WetBulb 35

The temperature+humidity at which the human body can't survive because it can't regulate its temperature.

A sustained wet-bulb temperature exceeding 35 °C (95 °F) is likely to be fatal even to fit and healthy people, unclothed in the shade next to a fan; at this temperature human bodies switch from shedding heat to the environment, to gaining heat from it.[9] In practice, such ideal conditions for humans to cool themselves will not always exist – hence the high fatality levels in the 2003 European and 2010 Russian heat waves, which saw wet-bulb temperatures no greater than 28 °C. https://en.wikipedia.org/wiki/Wet-bulb_temperature#Wet-bulb_temperature_and_health

The wet-bulb depression is the difference between the dry-bulb temperature and the wet-bulb temperature.

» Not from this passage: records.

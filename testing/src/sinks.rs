//! Recording audit and notification sinks with failure injection.

use async_trait::async_trait;
use hotel_ops_core::environment::{AuditSink, NotificationSink};
use hotel_ops_core::types::{Money, ReservationId};
use hotel_ops_core::{AuditEntry, SinkError};
use std::sync::atomic::{AtomicBool, Ordering};
use std::sync::{Mutex, PoisonError};

/// Audit sink that keeps every entry in memory
#[derive(Default)]
pub struct RecordingAuditSink {
    entries: Mutex<Vec<AuditEntry>>,
    failing: AtomicBool,
}

impl RecordingAuditSink {
    /// Working sink
    #[must_use]
    pub fn new() -> Self {
        Self::default()
    }

    /// Sink that rejects every write
    #[must_use]
    pub fn failing() -> Self {
        let sink = Self::new();
        sink.set_failing(true);
        sink
    }

    /// Toggles failure injection
    pub fn set_failing(&self, failing: bool) {
        self.failing.store(failing, Ordering::SeqCst);
    }

    /// Entries recorded so far
    #[must_use]
    pub fn entries(&self) -> Vec<AuditEntry> {
        self.entries
            .lock()
            .unwrap_or_else(PoisonError::into_inner)
            .clone()
    }
}

#[async_trait]
impl AuditSink for RecordingAuditSink {
    async fn record(&self, entry: &AuditEntry) -> Result<(), SinkError> {
        if self.failing.load(Ordering::SeqCst) {
            return Err(SinkError::new("audit", "audit store unavailable"));
        }
        self.entries
            .lock()
            .unwrap_or_else(PoisonError::into_inner)
            .push(entry.clone());
        Ok(())
    }
}

/// A notification the engine sent
#[derive(Clone, Debug, PartialEq, Eq)]
pub enum Notification {
    /// Cancellation notice
    Cancellation {
        /// Reservation
        reservation_id: ReservationId,
        /// Reason
        reason: String,
        /// Refund
        refund: Money,
    },
    /// Modification notice
    Modification {
        /// Reservation
        reservation_id: ReservationId,
        /// Change summary
        description: String,
        /// Extra charges
        additional_charges: Money,
        /// Refund
        refund: Money,
    },
}

/// Notification sink that keeps every notification in memory
#[derive(Default)]
pub struct RecordingNotificationSink {
    sent: Mutex<Vec<Notification>>,
    failing: AtomicBool,
}

impl RecordingNotificationSink {
    /// Working sink
    #[must_use]
    pub fn new() -> Self {
        Self::default()
    }

    /// Sink that rejects every notification
    #[must_use]
    pub fn failing() -> Self {
        let sink = Self::new();
        sink.set_failing(true);
        sink
    }

    /// Toggles failure injection
    pub fn set_failing(&self, failing: bool) {
        self.failing.store(failing, Ordering::SeqCst);
    }

    /// Notifications sent so far
    #[must_use]
    pub fn sent(&self) -> Vec<Notification> {
        self.sent
            .lock()
            .unwrap_or_else(PoisonError::into_inner)
            .clone()
    }

    fn push(&self, notification: Notification) -> Result<(), SinkError> {
        if self.failing.load(Ordering::SeqCst) {
            return Err(SinkError::new("notification", "mail relay unavailable"));
        }
        self.sent
            .lock()
            .unwrap_or_else(PoisonError::into_inner)
            .push(notification);
        Ok(())
    }
}

#[async_trait]
impl NotificationSink for RecordingNotificationSink {
    async fn notify_cancellation(
        &self,
        reservation_id: ReservationId,
        reason: &str,
        refund: Money,
    ) -> Result<(), SinkError> {
        self.push(Notification::Cancellation {
            reservation_id,
            reason: reason.to_string(),
            refund,
        })
    }

    async fn notify_modification(
        &self,
        reservation_id: ReservationId,
        description: &str,
        additional_charges: Money,
        refund: Money,
    ) -> Result<(), SinkError> {
        self.push(Notification::Modification {
            reservation_id,
            description: description.to_string(),
            additional_charges,
            refund,
        })
    }
}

If there is 100% humidity, dry-bulb and wet-bulb temperatures are identical, making the wet-bulb depression equal to zero in such conditions https://en.wikipedia.org/wiki/Wet-bulb_temperature

  • at 80% humidity, 95degF = wetbulb 89F; 101degF = wetbulb 95F

Instead of simply looking at the thermometer to see how hot it is, a wet-bulb temperature is taken by first wrapping the bulb of the thermometer in a wet cloth – hence, “wet bulb”. The cloth acts as a sort of proxy for human skin: if the water evaporates, the thermometer is cooled, and the wet-bulb temperature will be lower than the air temperature. But in high humidity, when the water can’t evaporate as well, this doesn’t happen.